[What is being asked]
Say how many lines of the listing below contain "LeftWrist", giving the number and nothing else.

[Working data]

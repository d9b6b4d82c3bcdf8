//! Default catalog of exercise definitions.
//!
//! Each entry pairs descriptive metadata with its rep-tracking parameters and
//! posture rule set. Adding an exercise means adding one definition here plus
//! one analyzer function in [`crate::posture`].

use crate::posture::{strength, yoga};
use crate::types::*;
use crate::{Error, Result};
use once_cell::sync::Lazy;
use std::collections::HashMap;

/// Cached default catalog - built once and reused across all operations
static DEFAULT_CATALOG: Lazy<Catalog> = Lazy::new(build_default_catalog);

/// Get a reference to the cached default catalog
pub fn get_default_catalog() -> &'static Catalog {
    &DEFAULT_CATALOG
}

const ELBOW_FLEXION: PrimaryAngle = PrimaryAngle {
    endpoint_a: LimbJoint::Shoulder,
    vertex: LimbJoint::Elbow,
    endpoint_b: LimbJoint::Wrist,
};

const KNEE_FLEXION: PrimaryAngle = PrimaryAngle {
    endpoint_a: LimbJoint::Hip,
    vertex: LimbJoint::Knee,
    endpoint_b: LimbJoint::Ankle,
};

const SHOULDER_ABDUCTION: PrimaryAngle = PrimaryAngle {
    endpoint_a: LimbJoint::Hip,
    vertex: LimbJoint::Shoulder,
    endpoint_b: LimbJoint::Elbow,
};

/// Builds the default catalog with the built-in exercises
///
/// **Note**: For production use, prefer `get_default_catalog()` which returns a
/// cached reference. This function is retained for testing and custom catalogs.
pub fn build_default_catalog() -> Catalog {
    let mut catalog = Catalog::default();

    // ========================================================================
    // Strength
    // ========================================================================

    catalog.insert(ExerciseDefinition {
        id: "bicep_curl",
        name: "Bicep Curl",
        description: "Stand tall, curl the dumbbell toward your shoulder, then lower under control.",
        muscle_groups: &["Biceps", "Forearms"],
        camera_setup: "Prop your phone sideways against a wall at hip height, your full arm visible.",
        category: ExerciseCategory::Strength,
        default_sets: 3,
        default_reps: 12,
        tracking: RepTracking::Motion {
            angle: ELBOW_FLEXION,
            thresholds: RepThresholds::new(150.0, 40.0),
        },
        analyze: strength::bicep_curl,
    });

    catalog.insert(ExerciseDefinition {
        id: "shoulder_press",
        name: "Shoulder Press",
        description: "Start with dumbbells at ear height, press overhead until arms are fully extended.",
        muscle_groups: &["Shoulders", "Triceps", "Upper Chest"],
        camera_setup: "Prop your phone in front of you at chest height, both arms fully visible.",
        category: ExerciseCategory::Strength,
        default_sets: 3,
        default_reps: 10,
        tracking: RepTracking::Motion {
            angle: ELBOW_FLEXION,
            thresholds: RepThresholds::new(100.0, 160.0),
        },
        analyze: strength::shoulder_press,
    });

    catalog.insert(ExerciseDefinition {
        id: "lateral_raise",
        name: "Lateral Raise",
        description: "Raise dumbbells out to the sides until arms are parallel to the floor.",
        muscle_groups: &["Side Delts"],
        camera_setup: "Prop your phone in front of you at chest height and stand 5-6 feet away.",
        category: ExerciseCategory::Strength,
        default_sets: 3,
        default_reps: 15,
        tracking: RepTracking::Motion {
            angle: SHOULDER_ABDUCTION,
            thresholds: RepThresholds::new(30.0, 80.0),
        },
        analyze: strength::lateral_raise,
    });

    catalog.insert(ExerciseDefinition {
        id: "squat",
        name: "Dumbbell Squat",
        description: "Hold dumbbells at your sides, squat until thighs are parallel to the floor.",
        muscle_groups: &["Quads", "Glutes", "Hamstrings"],
        camera_setup: "Prop your phone sideways at hip height, 6 feet away, head to ankle in frame.",
        category: ExerciseCategory::Strength,
        default_sets: 3,
        default_reps: 12,
        tracking: RepTracking::Motion {
            angle: KNEE_FLEXION,
            thresholds: RepThresholds::new(165.0, 100.0),
        },
        analyze: strength::squat,
    });

    catalog.insert(ExerciseDefinition {
        id: "tricep_extension",
        name: "Tricep Extension",
        description: "Hold one dumbbell overhead with both hands, lower behind head, then extend.",
        muscle_groups: &["Triceps"],
        camera_setup: "Prop your phone to your side at shoulder height, elbow to wrist visible.",
        category: ExerciseCategory::Strength,
        default_sets: 3,
        default_reps: 12,
        tracking: RepTracking::Motion {
            angle: ELBOW_FLEXION,
            thresholds: RepThresholds::new(70.0, 150.0),
        },
        analyze: strength::tricep_extension,
    });

    // ========================================================================
    // Yoga (reps are seconds held)
    // ========================================================================

    catalog.insert(ExerciseDefinition {
        id: "warrior_one",
        name: "Warrior I",
        description: "Step one foot back, bend front knee to 90°, raise arms overhead with palms together.",
        muscle_groups: &["Hip Flexors", "Quads", "Shoulders"],
        camera_setup: "Prop your phone to your side so your full body from head to feet is visible.",
        category: ExerciseCategory::Yoga,
        default_sets: 2,
        default_reps: 30,
        tracking: RepTracking::Hold,
        analyze: yoga::warrior_one,
    });

    catalog.insert(ExerciseDefinition {
        id: "warrior_two",
        name: "Warrior II",
        description: "Wide stance, bend front knee, extend arms parallel to floor and gaze over front hand.",
        muscle_groups: &["Quads", "Glutes", "Shoulders"],
        camera_setup: "Prop your phone in front of you so both arms and legs are fully visible.",
        category: ExerciseCategory::Yoga,
        default_sets: 2,
        default_reps: 30,
        tracking: RepTracking::Hold,
        analyze: yoga::warrior_two,
    });

    catalog.insert(ExerciseDefinition {
        id: "tree_pose",
        name: "Tree Pose",
        description: "Stand on one leg, place the other foot on your inner thigh, raise arms overhead.",
        muscle_groups: &["Balance", "Core", "Glutes"],
        camera_setup: "Prop your phone in front of you so your full body to the standing foot is visible.",
        category: ExerciseCategory::Yoga,
        default_sets: 2,
        default_reps: 30,
        tracking: RepTracking::Hold,
        analyze: yoga::tree_pose,
    });

    catalog.insert(ExerciseDefinition {
        id: "downward_dog",
        name: "Downward Dog",
        description: "Hands and feet on floor, hips raised high, forming an inverted V shape.",
        muscle_groups: &["Hamstrings", "Shoulders", "Calves", "Core"],
        camera_setup: "Prop your phone to your side at floor level so your full body is visible.",
        category: ExerciseCategory::Yoga,
        default_sets: 3,
        default_reps: 20,
        tracking: RepTracking::Hold,
        analyze: yoga::downward_dog,
    });

    catalog.insert(ExerciseDefinition {
        id: "chair_pose",
        name: "Chair Pose",
        description: "Feet together, bend knees as if sitting in a chair, raise arms overhead.",
        muscle_groups: &["Quads", "Glutes", "Core", "Shoulders"],
        camera_setup: "Prop your phone to your side so your full body from head to feet is visible.",
        category: ExerciseCategory::Yoga,
        default_sets: 3,
        default_reps: 30,
        tracking: RepTracking::Hold,
        analyze: yoga::chair_pose,
    });

    catalog
}

impl Catalog {
    fn insert(&mut self, definition: ExerciseDefinition) {
        self.exercises.insert(definition.id, definition);
    }

    /// Add an exercise, rejecting duplicate ids and invalid definitions
    pub fn register(&mut self, definition: ExerciseDefinition) -> Result<()> {
        if self.exercises.contains_key(definition.id) {
            return Err(Error::CatalogValidation(format!(
                "Exercise '{}' is already registered",
                definition.id
            )));
        }
        let errors = validate_definition(&definition);
        if !errors.is_empty() {
            return Err(Error::CatalogValidation(errors.join("; ")));
        }
        self.insert(definition);
        Ok(())
    }

    /// Look up an exercise by id
    pub fn get(&self, id: &str) -> Result<&ExerciseDefinition> {
        self.exercises
            .get(id)
            .ok_or_else(|| Error::UnknownExercise(id.to_string()))
    }

    /// All exercises in a category, sorted by id for stable listings
    pub fn by_category(&self, category: ExerciseCategory) -> Vec<&ExerciseDefinition> {
        let mut found: Vec<_> = self
            .exercises
            .values()
            .filter(|d| d.category == category)
            .collect();
        found.sort_by_key(|d| d.id);
        found
    }

    /// All exercises sorted by category then id
    pub fn sorted(&self) -> Vec<&ExerciseDefinition> {
        let mut all: Vec<_> = self.exercises.values().collect();
        all.sort_by_key(|d| (d.category != ExerciseCategory::Strength, d.id));
        all
    }

    /// Validate every definition
    ///
    /// Returns a list of validation errors (empty if valid)
    pub fn validate(&self) -> Vec<String> {
        let mut errors = Vec::new();

        for (key, definition) in &self.exercises {
            if *key != definition.id {
                errors.push(format!(
                    "Exercise registered as '{}' has id '{}'",
                    key, definition.id
                ));
            }
            errors.extend(validate_definition(definition));
        }

        errors
    }
}

fn validate_definition(definition: &ExerciseDefinition) -> Vec<String> {
    let mut errors = Vec::new();
    let id = definition.id;

    if id.is_empty() {
        errors.push("Exercise has an empty id".to_string());
    }
    if definition.name.is_empty() {
        errors.push(format!("Exercise '{}': empty name", id));
    }
    if definition.default_sets == 0 {
        errors.push(format!("Exercise '{}': default sets must be at least 1", id));
    }
    if definition.default_reps == 0 {
        errors.push(format!("Exercise '{}': default reps must be at least 1", id));
    }

    if let Some(thresholds) = definition.thresholds() {
        if let Err(e) = crate::rep_counter::validate_thresholds(&thresholds) {
            errors.push(format!("Exercise '{}': {}", id, e));
        }
    }

    errors
}
//! Core domain types for the GetUp exercise-analysis engine.
//!
//! This module defines the fundamental types used throughout the system:
//! - Body joints and per-frame joint snapshots
//! - Posture feedback tiers
//! - Exercise definitions and their rep-tracking parameters
//! - Finalized workout sessions and sets

use chrono::{DateTime, Utc};
use serde::{Deserialize, Serialize};
use std::collections::HashMap;
use uuid::Uuid;

use crate::geometry;

// ============================================================================
// Joint Types
// ============================================================================

/// Body joints reported by the external pose source
#[derive(Clone, Copy, Debug, Serialize, Deserialize, PartialEq, Eq, Hash, PartialOrd, Ord)]
#[serde(rename_all = "snake_case")]
pub enum JointName {
    Nose,
    Neck,
    Root,
    LeftShoulder,
    RightShoulder,
    LeftElbow,
    RightElbow,
    LeftWrist,
    RightWrist,
    LeftHip,
    RightHip,
    LeftKnee,
    RightKnee,
    LeftAnkle,
    RightAnkle,
}

/// Body side
#[derive(Clone, Copy, Debug, Serialize, Deserialize, PartialEq, Eq)]
#[serde(rename_all = "snake_case")]
pub enum Side {
    Left,
    Right,
}

/// A joint that exists once per side of the body
#[derive(Clone, Copy, Debug, Serialize, Deserialize, PartialEq, Eq)]
#[serde(rename_all = "snake_case")]
pub enum LimbJoint {
    Shoulder,
    Elbow,
    Wrist,
    Hip,
    Knee,
    Ankle,
}

impl JointName {
    /// Resolve a limb joint on a given side of the body
    pub fn sided(limb: LimbJoint, side: Side) -> JointName {
        match (limb, side) {
            (LimbJoint::Shoulder, Side::Left) => JointName::LeftShoulder,
            (LimbJoint::Shoulder, Side::Right) => JointName::RightShoulder,
            (LimbJoint::Elbow, Side::Left) => JointName::LeftElbow,
            (LimbJoint::Elbow, Side::Right) => JointName::RightElbow,
            (LimbJoint::Wrist, Side::Left) => JointName::LeftWrist,
            (LimbJoint::Wrist, Side::Right) => JointName::RightWrist,
            (LimbJoint::Hip, Side::Left) => JointName::LeftHip,
            (LimbJoint::Hip, Side::Right) => JointName::RightHip,
            (LimbJoint::Knee, Side::Left) => JointName::LeftKnee,
            (LimbJoint::Knee, Side::Right) => JointName::RightKnee,
            (LimbJoint::Ankle, Side::Left) => JointName::LeftAnkle,
            (LimbJoint::Ankle, Side::Right) => JointName::RightAnkle,
        }
    }
}

/// One detected joint: normalized position plus detection confidence
#[derive(Clone, Copy, Debug, Serialize, Deserialize, PartialEq)]
pub struct Joint {
    pub x: f64,
    pub y: f64,
    pub confidence: f64,
}

impl Joint {
    pub fn new(x: f64, y: f64, confidence: f64) -> Self {
        Self { x, y, confidence }
    }
}

/// One frame's worth of detected joints
///
/// An empty snapshot means the pose source saw nobody in the frame.
#[derive(Clone, Debug, Default, Serialize, Deserialize, PartialEq)]
pub struct JointSnapshot {
    #[serde(default)]
    joints: HashMap<JointName, Joint>,
}

impl JointSnapshot {
    /// Snapshot with no detected person
    pub fn empty() -> Self {
        Self::default()
    }

    /// Builder-style insert, mostly useful for fixtures
    pub fn with_joint(mut self, name: JointName, joint: Joint) -> Self {
        self.joints.insert(name, joint);
        self
    }

    pub fn insert(&mut self, name: JointName, joint: Joint) {
        self.joints.insert(name, joint);
    }

    pub fn is_empty(&self) -> bool {
        self.joints.is_empty()
    }

    pub fn len(&self) -> usize {
        self.joints.len()
    }

    /// Raw joint regardless of confidence
    pub fn get(&self, name: JointName) -> Option<&Joint> {
        self.joints.get(&name)
    }

    /// Joint if detected with at least the default confidence
    pub fn reliable(&self, name: JointName) -> Option<Joint> {
        self.reliable_with(name, geometry::DEFAULT_MIN_CONFIDENCE)
    }

    /// Joint if detected with at least `min_confidence`
    pub fn reliable_with(&self, name: JointName, min_confidence: f64) -> Option<Joint> {
        self.joints
            .get(&name)
            .copied()
            .filter(|joint| geometry::is_reliable(joint, min_confidence))
    }

    /// Reliable limb joint, right side preferred
    pub fn either_side(&self, limb: LimbJoint) -> Option<Joint> {
        self.reliable(JointName::sided(limb, Side::Right))
            .or_else(|| self.reliable(JointName::sided(limb, Side::Left)))
    }
}

// ============================================================================
// Posture Feedback
// ============================================================================

/// Qualitative form tier
#[derive(Clone, Copy, Debug, Serialize, Deserialize, PartialEq, Eq, Hash)]
#[serde(rename_all = "snake_case")]
pub enum PostureQuality {
    Excellent,
    Good,
    NeedsWork,
    Incorrect,
}

impl PostureQuality {
    /// Numeric form score used for set and session averages
    pub fn score(self) -> f64 {
        match self {
            PostureQuality::Excellent => 1.0,
            PostureQuality::Good => 0.8,
            PostureQuality::NeedsWork => 0.5,
            PostureQuality::Incorrect => 0.2,
        }
    }

    /// Whether this tier counts as holding a pose
    pub fn is_acceptable(self) -> bool {
        matches!(self, PostureQuality::Excellent | PostureQuality::Good)
    }
}

/// Per-frame verdict from the posture analyzer
#[derive(Clone, Copy, Debug, Serialize, PartialEq, Eq)]
pub struct PostureFeedback {
    pub quality: PostureQuality,
    pub message: &'static str,
    pub detail: &'static str,
}

impl PostureFeedback {
    pub const fn new(quality: PostureQuality, message: &'static str, detail: &'static str) -> Self {
        Self {
            quality,
            message,
            detail,
        }
    }

    /// Neutral verdict for frames without the joints an exercise needs
    pub const fn waiting() -> Self {
        Self::new(
            PostureQuality::Good,
            "Get into position",
            "Stand so your full body is visible",
        )
    }

    pub fn is_waiting(&self) -> bool {
        *self == Self::waiting()
    }
}

impl Default for PostureFeedback {
    fn default() -> Self {
        Self::waiting()
    }
}

// ============================================================================
// Exercise Definitions
// ============================================================================

/// Category of exercise
#[derive(Clone, Copy, Debug, Serialize, Deserialize, PartialEq, Eq, Hash)]
#[serde(rename_all = "snake_case")]
pub enum ExerciseCategory {
    Strength,
    Yoga,
}

impl ExerciseCategory {
    pub fn label(self) -> &'static str {
        match self {
            ExerciseCategory::Strength => "Strength",
            ExerciseCategory::Yoga => "Yoga",
        }
    }
}

/// The three joints whose angle drives rep detection, taken from one side
#[derive(Clone, Copy, Debug, PartialEq, Eq)]
pub struct PrimaryAngle {
    pub endpoint_a: LimbJoint,
    pub vertex: LimbJoint,
    pub endpoint_b: LimbJoint,
}

/// Direction in which the primary angle travels from start to peak
#[derive(Clone, Copy, Debug, PartialEq, Eq)]
pub enum MovementDirection {
    /// Angle shrinks toward the peak (curl, squat)
    Closing,
    /// Angle grows toward the peak (press, raise)
    Opening,
}

/// Angle thresholds for the rep state machine, in degrees
#[derive(Clone, Copy, Debug, PartialEq, Serialize, Deserialize)]
pub struct RepThresholds {
    pub start_angle: f64,
    pub peak_angle: f64,
    pub hysteresis: f64,
}

impl RepThresholds {
    pub const DEFAULT_HYSTERESIS: f64 = 10.0;

    pub const fn new(start_angle: f64, peak_angle: f64) -> Self {
        Self {
            start_angle,
            peak_angle,
            hysteresis: Self::DEFAULT_HYSTERESIS,
        }
    }

    pub fn direction(&self) -> MovementDirection {
        if self.start_angle > self.peak_angle {
            MovementDirection::Closing
        } else {
            MovementDirection::Opening
        }
    }
}

/// How reps are counted for an exercise
#[derive(Clone, Copy, Debug, PartialEq)]
pub enum RepTracking {
    /// Reps are full start → peak excursions of the primary angle
    Motion {
        angle: PrimaryAngle,
        thresholds: RepThresholds,
    },
    /// Reps are seconds spent holding the pose with acceptable form
    Hold,
}

/// Posture rule set for one exercise
pub type Analyzer = fn(&JointSnapshot) -> PostureFeedback;

/// A static exercise definition
#[derive(Clone, Debug)]
pub struct ExerciseDefinition {
    pub id: &'static str,
    pub name: &'static str,
    pub description: &'static str,
    pub muscle_groups: &'static [&'static str],
    pub camera_setup: &'static str,
    pub category: ExerciseCategory,
    pub default_sets: u32,
    pub default_reps: u32,
    pub tracking: RepTracking,
    pub analyze: Analyzer,
}

impl ExerciseDefinition {
    pub fn is_hold_pose(&self) -> bool {
        matches!(self.tracking, RepTracking::Hold)
    }

    /// Rep thresholds, or None for hold poses
    pub fn thresholds(&self) -> Option<RepThresholds> {
        match self.tracking {
            RepTracking::Motion { thresholds, .. } => Some(thresholds),
            RepTracking::Hold => None,
        }
    }
}

// ============================================================================
// Session Types
// ============================================================================

/// One completed (or cut short) set
#[derive(Clone, Debug, Serialize, Deserialize, PartialEq)]
pub struct ExerciseSet {
    pub set_number: u32,
    pub reps_completed: u32,
    pub form_score: f64,
    pub completed_at: DateTime<Utc>,
}

/// A finalized workout handed to persistence
#[derive(Clone, Debug, Serialize, Deserialize)]
pub struct WorkoutSession {
    pub id: Uuid,
    pub performed_at: DateTime<Utc>,
    pub exercise_id: String,
    pub exercise_name: String,
    pub target_sets: u32,
    pub target_reps: u32,
    pub duration_seconds: u64,
    pub completed_sets: u32,
    pub total_reps_completed: u32,
    pub average_form_score: f64,
    pub ended_early: bool,
    pub sets: Vec<ExerciseSet>,
}

impl WorkoutSession {
    /// Form score as a whole percentage, e.g. "87%"
    pub fn form_score_text(&self) -> String {
        format!("{}%", (self.average_form_score * 100.0).round() as u32)
    }

    /// One-line summary for history listings
    pub fn summary(&self) -> String {
        format!(
            "{}/{} sets · {} reps · {} form",
            self.completed_sets,
            self.target_sets,
            self.total_reps_completed,
            self.form_score_text()
        )
    }
}

// ============================================================================
// Catalog Type
// ============================================================================

/// Registry of exercise definitions keyed by id
#[derive(Clone, Debug, Default)]
pub struct Catalog {
    pub exercises: HashMap<&'static str, ExerciseDefinition>,
}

[Answer area]
2